“Not without wings may one/Reach out for that which is nearest/Directly/And get to the other side” (“The Ister”). Pianist Pantelis Polychronidis, my “other self,” and I are spending a sunny, balmy day on the banks of Hölderlin’s river.
“Yet almost this river seems/To travel backwards” as we look at the beautiful couples lying on the grass in each other’s arms, whispering, laughing, and kissing. Pantelis is talking about the young German blond woman he met who was traveling across Central Europe with Rilke in her backpack. She was called Elizabeth, like the great love of another musician, Tannhäuser. They met just twice, and then she vanished. “The river is simultaneously vanishing and full of intimation in a double sense. What is proper to the river is thus the essential fullness of a journey. We name the consummate essence of the journey [Wanderung] a journeying [Wanderschaft], corresponding to the placing [Ortschaft] of the place [Ort]. The river is the journeying” (Heidegger: Hölderlin’s Hymn The Ister [1942 lecture course], p. 30).

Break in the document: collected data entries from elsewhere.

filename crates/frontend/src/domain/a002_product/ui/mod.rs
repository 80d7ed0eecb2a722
pub mod card;
pub mod catalog;
pub mod details;
pub mod list;
pub mod preview;
//! Errors surfaced by the HTTP client layer

use serde::Deserialize;
use thiserror::Error;

use crate::shared::validation::ValidationErrors;

/// Error body returned by the API on 4xx/5xx
#[derive(Debug, Clone, Default, Deserialize)]
#[serde(rename_all = "camelCase")]
pub struct ErrorBody {
    #[serde(default)]
    pub status: Option<u16>,
    #[serde(default)]
    pub error: Option<String>,
    #[serde(default)]
    pub message: Option<String>,
    #[serde(default)]
    pub path: Option<String>,
    #[serde(default)]
    pub field_errors: Vec<FieldErrorBody>,
}

#[derive(Debug, Clone, Default, Deserialize)]
pub struct FieldErrorBody {
    #[serde(default)]
    pub field: String,
    #[serde(default)]
    pub message: String,
}

impl ErrorBody {
    /// Best-effort parse; non-JSON bodies yield `None`
    pub fn parse(body: &str) -> Option<ErrorBody> {
        serde_json::from_str(body).ok()
    }
}

#[derive(Debug, Clone, PartialEq, Eq, Error)]
pub enum ApiError {
    /// The request never produced an HTTP response (status 0)
    #[error("network error: {0}")]
    Network(String),

    #[error("request timed out after {0} ms")]
    Timeout(u32),

    /// 4xx
    #[error("HTTP {status}: {message}")]
    Client { status: u16, message: String },

    /// 5xx (and any other non-success status)
    #[error("HTTP {status}: {message}")]
    Server { status: u16, message: String },

    #[error("failed to decode response: {0}")]
    Decode(String),

    /// Local form state rejected before sending
    #[error("{0}")]
    Validation(ValidationErrors),
}

impl ApiError {
    /// Classify a non-success response
    ///
    /// `message` prefers the API's own error message, then field errors, then
    /// the HTTP status text.
    pub fn from_status(status: u16, status_text: &str, body: Option<&str>) -> ApiError {
        let parsed = body.and_then(ErrorBody::parse);
        let server_message = parsed.as_ref().and_then(|b| {
            b.message
                .clone()
                .filter(|m| !m.trim().is_empty())
                .or_else(|| {
                    let fields: Vec<String> = b
                        .field_errors
                        .iter()
                        .map(|f| format!("{}: {}", f.field, f.message))
                        .collect();
                    (!fields.is_empty()).then(|| fields.join("; "))
                })
                .or_else(|| b.error.clone())
        });
        let message = server_message.unwrap_or_else(|| status_text.to_string());

        match status {
            0 => ApiError::Network(message),
            400..=499 => ApiError::Client { status, message },
            _ => ApiError::Server { status, message },
        }
    }

    /// HTTP status, 0 when no response was received
    pub fn status(&self) -> u16 {
        match self {
            ApiError::Network(_) => 0,
            ApiError::Timeout(_) => 408,
            ApiError::Client { status, .. } | ApiError::Server { status, .. } => *status,
            ApiError::Decode(_) => 200,
            ApiError::Validation(_) => 0,
        }
    }

    /// Text shown to the visitor in notifications
    pub fn user_message(&self) -> String {
        match self {
            ApiError::Network(_) => {
                "Network error. Please check your internet connection.".to_string()
            }
            ApiError::Timeout(_) => "Request timeout. Please try again.".to_string(),
            ApiError::Client { status: 400, message } => {
                if message.trim().is_empty() {
                    "Bad request. Please check your input.".to_string()
                } else {
                    message.clone()
                }
            }
            ApiError::Client { status: 401, .. } => "Unauthorized. Please log in again.".to_string(),
            ApiError::Client { status: 403, .. } => {
                "Forbidden. You do not have permission to access this resource.".to_string()
            }
            ApiError::Client { status: 404, .. } => "Resource not found.".to_string(),
            ApiError::Client { status: 408, .. } => "Request timeout. Please try again.".to_string(),
            ApiError::Server { status: 500, .. } => {
                "Server error. Please try again later.".to_string()
            }
            ApiError::Server { status: 503, .. } => {
                "Service unavailable. Please try again later.".to_string()
            }
            ApiError::Client { message, .. } | ApiError::Server { message, .. } => {
                if message.trim().is_empty() {
                    "An error occurred: Unknown error".to_string()
                } else {
                    format!("An error occurred: {message}")
                }
            }
            ApiError::Decode(_) => "Unexpected response from the server.".to_string(),
            ApiError::Validation(errors) => errors.to_string(),
        }
    }

    /// Whether retrying the same request may succeed
    pub fn is_transient(&self) -> bool {
        matches!(
            self,
            ApiError::Network(_) | ApiError::Timeout(_) | ApiError::Server { status: 502..=504, .. }
        )
    }

    /// Severity for the console: an offline API is a warning, anything else an error
    pub fn log_level(&self) -> log::Level {
        if self.is_transient() {
            log::Level::Warn
        } else {
            log::Level::Error
        }
    }
}

impl From<ValidationErrors> for ApiError {
    fn from(errors: ValidationErrors) -> Self {
        ApiError::Validation(errors)
    }
}

#[cfg(test)]
mod tests {
    use super::*;

    #[test]
    fn test_classification() {
        assert_eq!(ApiError::from_status(0, "", None).status(), 0);
        assert!(matches!(
            ApiError::from_status(404, "Not Found", None),
            ApiError::Client { status: 404, .. }
        ));
        assert!(matches!(
            ApiError::from_status(502, "Bad Gateway", None),
            ApiError::Server { status: 502, .. }
        ));
    }

    #[test]
    fn test_server_message_is_preferred() {
        let body = r#"{"status":400,"error":"Bad Request","message":"Category name already exists","path":"/api/categories"}"#;
        let err = ApiError::from_status(400, "Bad Request", Some(body));
        assert_eq!(err.user_message(), "Category name already exists");
    }

    #[test]
    fn test_field_errors_become_message() {
        let body = r#"{"status":400,"fieldErrors":[{"field":"title","message":"Product title is required"}]}"#;
        let err = ApiError::from_status(400, "Bad Request", Some(body));
        assert_eq!(err.user_message(), "title: Product title is required");
    }

    #[test]
    fn test_user_messages() {
        assert_eq!(
            ApiError::from_status(401, "Unauthorized", None).user_message(),
            "Unauthorized. Please log in again."
        );
        assert_eq!(
            ApiError::from_status(500, "Internal Server Error", Some("<html>")).user_message(),
            "Server error. Please try again later."
        );
        assert_eq!(
            ApiError::from_status(418, "I'm a teapot", None).user_message(),
            "An error occurred: I'm a teapot"
        );
        assert_eq!(ApiError::Timeout(30000).user_message(), "Request timeout. Please try again.");
        assert_eq!(ApiError::Timeout(30000).status(), 408);
    }

    #[test]
    fn test_transient() {
        assert!(ApiError::Network("offline".into()).is_transient());
        assert!(ApiError::from_status(503, "", None).is_transient());
        assert!(!ApiError::from_status(400, "", None).is_transient());
    }

    #[test]
    fn test_log_level_follows_transience() {
        assert_eq!(ApiError::Timeout(30000).log_level(), log::Level::Warn);
        assert_eq!(ApiError::from_status(504, "", None).log_level(), log::Level::Warn);
        assert_eq!(ApiError::from_status(500, "", None).log_level(), log::Level::Error);
        assert_eq!(ApiError::Decode("bad json".into()).log_level(), log::Level::Error);
    }
}
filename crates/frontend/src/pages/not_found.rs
use crate::layout::global_context::{use_global_context, AppPage};
use leptos::prelude::*;

#[component]
pub fn NotFoundPage(path: String) -> impl IntoView {
    let ctx = use_global_context();

    view! {
        <div class="page not-found">
            <h1>"Page not found"</h1>
            <p>{format!("Nothing lives at {path}.")}</p>
            <button class="button button--primary" on:click=move |_| ctx.navigate(AppPage::Home)>
                "Back to home"
            </button>
        </div>
    }
}
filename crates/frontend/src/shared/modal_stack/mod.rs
use crate::shared::modal_frame::ModalFrame;
use gloo_timers::future::TimeoutFuture;
use leptos::prelude::*;
use std::sync::Arc;
use wasm_bindgen::closure::Closure;
use wasm_bindgen::JsCast;
use wasm_bindgen_futures::spawn_local;
use web_sys::KeyboardEvent;

const MODAL_BASE_Z: i32 = 1000;

/// Stacking order for the modal at `depth` (0 is the bottom of the stack)
pub fn modal_z_index(depth: usize) -> i32 {
    MODAL_BASE_Z + depth as i32
}

type ModalBuilder = Arc<dyn Fn(ModalHandle) -> AnyView + Send + Sync>;

#[derive(Clone)]
struct ModalEntry {
    id: u64,
    title: String,
    builder: ModalBuilder,
    modal_class: Option<String>,
}

/// Returned by [`ModalStackService::push`]; lets the modal content close itself
#[derive(Clone, Copy)]
pub struct ModalHandle {
    id: u64,
    svc: ModalStackService,
}

impl ModalHandle {
    pub fn close(&self) {
        self.svc.close_deferred(self.id);
    }
}

/// Stack of open dialogs (product preview, contact form, admin editors)
///
/// The preview can open the contact form on top of itself; Escape closes only
/// the topmost entry.
#[derive(Clone, Copy)]
pub struct ModalStackService {
    stack: RwSignal<Vec<ModalEntry>>,
    next_id: StoredValue<u64>,
}

impl ModalStackService {
    pub fn new() -> Self {
        Self {
            stack: RwSignal::new(Vec::new()),
            next_id: StoredValue::new(1),
        }
    }

    // Removal is deferred one tick so the DOM event that triggered it finishes
    // dispatching before its handler is dropped.
    fn defer(&self, f: impl FnOnce(ModalStackService) + 'static) {
        let svc = *self;
        spawn_local(async move {
            TimeoutFuture::new(0).await;
            f(svc);
        });
    }

    pub fn is_open(&self) -> bool {
        self.stack.with(|s| !s.is_empty())
    }

    /// Open a titled dialog
    pub fn push<F>(&self, title: impl Into<String>, builder: F) -> ModalHandle
    where
        F: Fn(ModalHandle) -> AnyView + Send + Sync + 'static,
    {
        self.push_with_class(title, None, builder)
    }

    /// Open a titled dialog with an extra class on the surface (sizing)
    pub fn push_with_class<F>(
        &self,
        title: impl Into<String>,
        modal_class: Option<String>,
        builder: F,
    ) -> ModalHandle
    where
        F: Fn(ModalHandle) -> AnyView + Send + Sync + 'static,
    {
        let id = self.next_id.get_value();
        self.next_id.set_value(id + 1);

        let title = title.into();
        log::debug!("modal #{id} opened: {title}");
        self.stack.update(|s| {
            s.push(ModalEntry {
                id,
                title,
                builder: Arc::new(builder),
                modal_class,
            })
        });

        ModalHandle { id, svc: *self }
    }

    pub fn close(&self, id: u64) {
        self.stack.update(|s| s.retain(|e| e.id != id));
    }

    pub fn close_deferred(&self, id: u64) {
        self.defer(move |svc| svc.close(id));
    }

    pub fn pop_deferred(&self) {
        self.defer(|svc| {
            svc.stack.update(|s| {
                s.pop();
            })
        });
    }

    pub fn clear(&self) {
        self.stack.set(Vec::new());
    }
}

impl Default for ModalStackService {
    fn default() -> Self {
        Self::new()
    }
}

pub fn use_modal_stack() -> ModalStackService {
    use_context::<ModalStackService>()
        .expect("ModalStackService not provided in context (provide it in app root)")
}

/// Renders the modal stack; mounted once at the application root
#[component]
pub fn ModalHost() -> impl IntoView {
    let svc = use_modal_stack();

    // Escape closes only the topmost modal
    Effect::new(move |_| {
        let closure = Closure::wrap(Box::new(move |event: web_sys::Event| {
            if let Some(keyboard_event) = event.dyn_ref::<KeyboardEvent>() {
                if keyboard_event.key() == "Escape" && svc.stack.with_untracked(|s| !s.is_empty()) {
                    svc.pop_deferred();
                }
            }
        }) as Box<dyn FnMut(_)>);

        if let Some(window) = web_sys::window() {
            let _ = window
                .add_event_listener_with_callback("keydown", closure.as_ref().unchecked_ref());
            // lives as long as the app
            closure.forget();
        }
    });

    view! {
        <Show when=move || svc.is_open()>
            <For
                each=move || {
                    svc.stack
                        .get()
                        .into_iter()
                        .enumerate()
                        .collect::<Vec<(usize, ModalEntry)>>()
                }
                key=|(_, entry)| entry.id
                children=move |(idx, entry)| {
                    let id = entry.id;
                    let on_close = Callback::new(move |_| svc.close_deferred(id));
                    let handle = ModalHandle { id, svc };
                    let content = (entry.builder)(handle);

                    view! {
                        <ModalFrame
                            title=entry.title.clone()
                            z_index=modal_z_index(idx)
                            on_close=on_close
                            modal_class=entry.modal_class.clone().unwrap_or_default()
                        >
                            {content}
                        </ModalFrame>
                    }
                }
            />
        </Show>
    }
}

#[cfg(test)]
mod tests {
    use super::*;

    #[test]
    fn test_modal_z_index_grows_with_depth() {
        assert_eq!(modal_z_index(0), 1000);
        assert!(modal_z_index(1) > modal_z_index(0));
        assert_eq!(modal_z_index(2), 1002);
    }
}
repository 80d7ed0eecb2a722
//! Reactive holder for the latest snapshot of one API collection
//!
//! A cell is created empty when its owning component mounts, is filled by a
//! one-shot fetch and replaced wholesale on every refresh. Results are fenced:
//! a fetch that was superseded by a newer one, or that completes after the
//! owner unmounted, is dropped.

use contracts::shared::api_error::ApiError;
use contracts::shared::fetch_fence::FetchFence;
use leptos::prelude::*;
use std::future::Future;
use wasm_bindgen_futures::spawn_local;

pub struct CacheCell<T: Send + Sync + 'static> {
    pub items: RwSignal<Vec<T>>,
    pub loading: RwSignal<bool>,
    pub error: RwSignal<Option<ApiError>>,
    fence: StoredValue<FetchFence>,
    label: &'static str,
}

impl<T: Send + Sync + 'static> Clone for CacheCell<T> {
    fn clone(&self) -> Self {
        *self
    }
}

impl<T: Send + Sync + 'static> Copy for CacheCell<T> {}

impl<T: Clone + Send + Sync + 'static> CacheCell<T> {
    /// Empty cell owned by the current reactive scope
    ///
    /// Must be called inside a component: the fence is closed when that
    /// component is cleaned up.
    pub fn new(label: &'static str) -> Self {
        let fence = FetchFence::new();
        let on_unmount = fence.clone();
        on_cleanup(move || on_unmount.close());

        Self {
            items: RwSignal::new(Vec::new()),
            loading: RwSignal::new(false),
            error: RwSignal::new(None),
            fence: StoredValue::new(fence),
            label,
        }
    }

    /// Fetch and replace the snapshot
    pub fn load<F>(&self, fetch: F)
    where
        F: Future<Output = Result<Vec<T>, ApiError>> + 'static,
    {
        self.load_with(fetch, |result| result);
    }

    /// Fetch, pass the outcome through `settle`, then replace the snapshot
    ///
    /// `settle` runs only for the newest fetch and may substitute a fallback
    /// list for an error or an empty response.
    pub fn load_with<F, S>(&self, fetch: F, settle: S)
    where
        F: Future<Output = Result<Vec<T>, ApiError>> + 'static,
        S: FnOnce(Result<Vec<T>, ApiError>) -> Result<Vec<T>, ApiError> + 'static,
    {
        let ticket = self.fence.with_value(|fence| fence.issue());
        let cell = *self;
        cell.loading.set(true);

        spawn_local(async move {
            let result = fetch.await;
            if !ticket.is_current() {
                log::debug!("{}: dropping stale fetch #{}", cell.label, ticket.seq());
                return;
            }

            match settle(result) {
                Ok(items) => {
                    log::info!("{}: loaded {} items", cell.label, items.len());
                    cell.items.set(items);
                    cell.error.set(None);
                }
                Err(e) => {
                    log::log!(e.log_level(), "{}: {}", cell.label, e);
                    cell.error.set(Some(e));
                }
            }
            cell.loading.set(false);
        });
    }

    /// Current snapshot without tracking
    pub fn snapshot(&self) -> Vec<T> {
        self.items.get_untracked()
    }

    /// User facing text of the last failure
    pub fn error_message(&self) -> Option<String> {
        self.error.get().map(|e| e.user_message())
    }
}
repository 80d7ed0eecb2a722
use std::fmt::Display;

/// Trait for a record exposed by the remote REST API
///
/// Describes where a record lives on the API and how it is named in the UI.
pub trait Resource {
    /// Identifier type used in item paths
    type Id: Copy + Display + PartialEq;

    // ============================================================================
    // Instance data
    // ============================================================================

    /// Identifier of the record, `None` until the API has persisted it
    fn id(&self) -> Option<Self::Id>;

    /// Human readable name of the record (title, name, phone number)
    fn display_name(&self) -> String;

    // ============================================================================
    // Class metadata
    // ============================================================================

    /// Resource index in the system (e.g. "a002")
    fn resource_index() -> &'static str;

    /// Collection path relative to the API base (e.g. "/products")
    fn collection_path() -> &'static str;

    /// Singular UI name (e.g. "Product")
    fn element_name() -> &'static str;

    /// Plural UI name (e.g. "Products")
    fn list_name() -> &'static str;

    // ============================================================================
    // Default implementations
    // ============================================================================

    /// Path of a single record (e.g. "/products/42")
    fn item_path(id: Self::Id) -> String {
        format!("{}/{}", Self::collection_path(), id)
    }

    /// Full system name (e.g. "a002_products")
    fn full_name() -> String {
        format!(
            "{}_{}",
            Self::resource_index(),
            Self::collection_path().trim_start_matches('/')
        )
    }
}
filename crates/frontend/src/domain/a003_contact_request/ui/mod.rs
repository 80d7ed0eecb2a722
pub mod form;
pub mod list;
use leptos::prelude::*;
use thaw::*;

use crate::layout::global_context::{use_global_context, AppPage};
use crate::system::auth::context::{do_login, use_auth};

/// Admin sign-in with an operator-issued access token
#[component]
pub fn LoginPage() -> impl IntoView {
    let token = RwSignal::new(String::new());
    let (error_message, set_error_message) = signal(Option::<String>::None);

    let (auth_state, set_auth_state) = use_auth();
    let ctx = use_global_context();

    let on_submit = move |ev: leptos::ev::SubmitEvent| {
        ev.prevent_default();
        set_error_message.set(None);

        match do_login(&token.get_untracked(), set_auth_state) {
            Ok(()) => {
                token.set(String::new());
                ctx.navigate(AppPage::Admin);
            }
            Err(e) => {
                log::warn!("Sign-in rejected: {e}");
                set_error_message.set(Some(e));
            }
        }
    };

    view! {
        <div class="login-container">
            <div class="login-box">
                <h1>"Chem Catalog"</h1>
                <h2>"Admin sign-in"</h2>

                <Show when=move || auth_state.get().is_admin()>
                    <div class="warning-box">
                        <span class="warning-box__text">"You are already signed in."</span>
                        <Button appearance=ButtonAppearance::Subtle on_click=move |_| ctx.navigate(AppPage::Admin)>
                            "Open admin panel"
                        </Button>
                    </div>
                </Show>

                {move || error_message.get().map(|e| view! { <div class="error-message">{e}</div> })}

                <form on:submit=on_submit>
                    <div class="form-group">
                        <label for="access-token">"Access token"</label>
                        <textarea
                            id="access-token"
                            rows="4"
                            placeholder="Paste the token issued by the API"
                            prop:value=move || token.get()
                            on:input=move |ev| token.set(event_target_value(&ev))
                            required
                        />
                    </div>

                    <button type="submit" class="button button--primary">
                        "Sign in"
                    </button>
                </form>
            </div>
        </div>
    }
}
pub mod login;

I’m thinking that all the women Pantelis meets are ethereally beautiful. His life is illuminated by epiphanies of female radiance. His piano, like Tannhäuser’s harp, sings their praise.
A sudden downpour breaks out, sending everybody for shelter, and before long it is gone. As we begin to walk back toward the train station, I’m wondering why Heidegger can never think love, why he is never spoken by it and thrown in it. He is always searching in vain for what the poet, working on his hymn in 1803-5, called schikliche/fitting.